30 January 2026, Medan – Wakil Kepala Satuan Tugas Penanganan Bencana, Rehabilitasi, dan Rekonstruksi (Wakasatgas PRR) Nasional mendesak percepatan pembangunan hunian sementara bagi korban bencana di tiga kabupaten Sumatera Utara. Desakan ini menyusul peninjauan langsung di lokasi terdampak banjir dan tanah longsor parah yang melanda wilayah tersebut pada beberapa bulan lalu, khususnya di Kabupaten Deli Serdang, Serdang Bedagai, dan Karo. Kunjungan ini bertujuan untuk mengidentifikasi dan menindaklanjuti berbagai permasalahan yang menghambat proses pemulihan yang vital bagi ribuan warga.
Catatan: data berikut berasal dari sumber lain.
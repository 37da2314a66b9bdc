//! Date codec for the accounting platform's JSON dialect.
//!
//! Responses carry dates as `/Date(1573755038314+0000)/` (milliseconds since the Unix epoch, UTC,
//! followed by an informational offset). Requests may use plain ISO-8601. Both forms are read;
//! dates are written as `YYYY-MM-DD` and timestamps in the `/Date()/` form.

use crate::types::errors::DateError;
use chrono::{DateTime, NaiveDate, NaiveDateTime, Utc};

const DATE_FORMAT: &str = "%Y-%m-%d";
const DATE_TIME_FORMAT: &str = "%Y-%m-%dT%H:%M:%S%.f";
const PLATFORM_PREFIX: &str = "/Date(";
const PLATFORM_SUFFIX: &str = ")/";

/// Parses a timestamp from either the `/Date()/` form or ISO-8601 (with or without an offset).
/// A bare date is taken as midnight UTC.
pub fn parse_timestamp(value: &str) -> Result<DateTime<Utc>, DateError> {
    let value = value.trim();

    if let Some(inner) = value.strip_prefix(PLATFORM_PREFIX).and_then(|v| v.strip_suffix(PLATFORM_SUFFIX)) {
        return parse_platform_timestamp(inner);
    }

    if let Ok(timestamp) = DateTime::parse_from_rfc3339(value) {
        return Ok(timestamp.with_timezone(&Utc));
    }

    if let Ok(naive) = NaiveDateTime::parse_from_str(value, DATE_TIME_FORMAT) {
        return Ok(naive.and_utc());
    }

    NaiveDate::parse_from_str(value, DATE_FORMAT)
        .ok()
        .and_then(|date| date.and_hms_opt(0, 0, 0))
        .map(|naive| naive.and_utc())
        .ok_or_else(|| DateError::InvalidFormat(format!("Unrecognised timestamp [{value}]")))
}

/// Parses a calendar date from `YYYY-MM-DD`, an ISO-8601 date-time, or the `/Date()/` form.
pub fn parse_date(value: &str) -> Result<NaiveDate, DateError> {
    let trimmed = value.trim();

    match NaiveDate::parse_from_str(trimmed, DATE_FORMAT) {
        Ok(date) => Ok(date),
        Err(_) => parse_timestamp(trimmed).map(|timestamp| timestamp.date_naive())
    }
}

pub fn format_date(date: NaiveDate) -> String {
    date.format(DATE_FORMAT).to_string()
}

pub fn format_timestamp(timestamp: DateTime<Utc>) -> String {
    format!("{PLATFORM_PREFIX}{}+0000{PLATFORM_SUFFIX}", timestamp.timestamp_millis())
}

fn parse_platform_timestamp(inner: &str) -> Result<DateTime<Utc>, DateError> {
    //NOTE: The leading character may be a minus sign for pre-epoch values, so the offset search starts after it
    let split = inner.char_indices().skip(1).find(|(_, c)| *c == '+' || *c == '-');

    let (millis, offset) = match split {
        Some((index, _)) => inner.split_at(index),
        None => (inner, "")
    };

    if !offset.is_empty() && (offset.len() != 5 || !offset[1..].chars().all(|c| c.is_ascii_digit())) {
        return Err(DateError::InvalidFormat(format!("Invalid offset [{offset}]")));
    }

    let millis: i64 = millis.parse().map_err(|error| {
        DateError::InvalidFormat(format!("Invalid milliseconds [{millis}]: {:?}", error))
    })?;

    DateTime::from_timestamp_millis(millis)
        .ok_or_else(|| DateError::InvalidFormat(format!("Milliseconds out of range [{millis}]")))
}

/// Serde adapter for optional calendar dates.
pub mod date_option {
    use chrono::NaiveDate;
    use serde::{de, Deserialize, Deserializer, Serializer};

    pub fn serialize<S>(value: &Option<NaiveDate>, serializer: S) -> Result<S::Ok, S::Error>
    where
        S: Serializer,
    {
        match value {
            Some(date) => serializer.serialize_str(&super::format_date(*date)),
            None => serializer.serialize_none()
        }
    }

    pub fn deserialize<'de, D>(deserializer: D) -> Result<Option<NaiveDate>, D::Error>
    where
        D: Deserializer<'de>,
    {
        Option::<String>::deserialize(deserializer)?
            .map(|value| super::parse_date(&value))
            .transpose()
            .map_err(de::Error::custom)
    }
}

/// Serde adapter for optional UTC timestamps.
pub mod timestamp_option {
    use chrono::{DateTime, Utc};
    use serde::{de, Deserialize, Deserializer, Serializer};

    pub fn serialize<S>(value: &Option<DateTime<Utc>>, serializer: S) -> Result<S::Ok, S::Error>
    where
        S: Serializer,
    {
        match value {
            Some(timestamp) => serializer.serialize_str(&super::format_timestamp(*timestamp)),
            None => serializer.serialize_none()
        }
    }

    pub fn deserialize<'de, D>(deserializer: D) -> Result<Option<DateTime<Utc>>, D::Error>
    where
        D: Deserializer<'de>,
    {
        Option::<String>::deserialize(deserializer)?
            .map(|value| super::parse_timestamp(&value))
            .transpose()
            .map_err(de::Error::custom)
    }
}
Kendala di Lapangan dan Prioritas Penanganan
Dalam kunjungannya, Wakasatgas PRR, yang diwakili oleh pejabat senior dari tim koordinasi pusat, mencatat sejumlah kendala signifikan yang memerlukan intervensi cepat. Permasalahan utama meliputi ketersediaan lahan yang sesuai dan bebas sengketa, akses logistik yang menantang untuk material bangunan di daerah terpencil, serta sinkronisasi data penerima manfaat yang masih tumpang tindih. Selain itu, aspek perizinan administratif dan penyaluran pendanaan juga menjadi sorotan tajam, memperlambat upaya penanganan.
Kami menemukan adanya tumpang tindih data dan kendala birokrasi yang memperlambat penyaluran bantuan esensial kepada masyarakat. Ini harus segera diatasi, ujar seorang anggota tim dalam sesi diskusi internal dengan pemerintah daerah setempat. Prioritas utama kami saat ini adalah memastikan setiap keluarga terdampak mendapatkan tempat tinggal layak secepatnya, sekaligus mempercepat proses rehabilitasi infrastruktur dasar seperti jalan dan fasilitas umum yang rusak parah.
“Situasi ini mendesak. Kita tidak bisa membiarkan ribuan saudara kita hidup dalam ketidakpastian terlalu lama di pengungsian. Koordinasi yang efektif antara pusat dan daerah, didukung oleh instansi terkait secara maksimal, adalah kunci untuk mengatasi setiap tantangan yang ada. Kami tidak akan berkompromi terhadap kelancaran proses ini demi kesejahteraan korban bencana.”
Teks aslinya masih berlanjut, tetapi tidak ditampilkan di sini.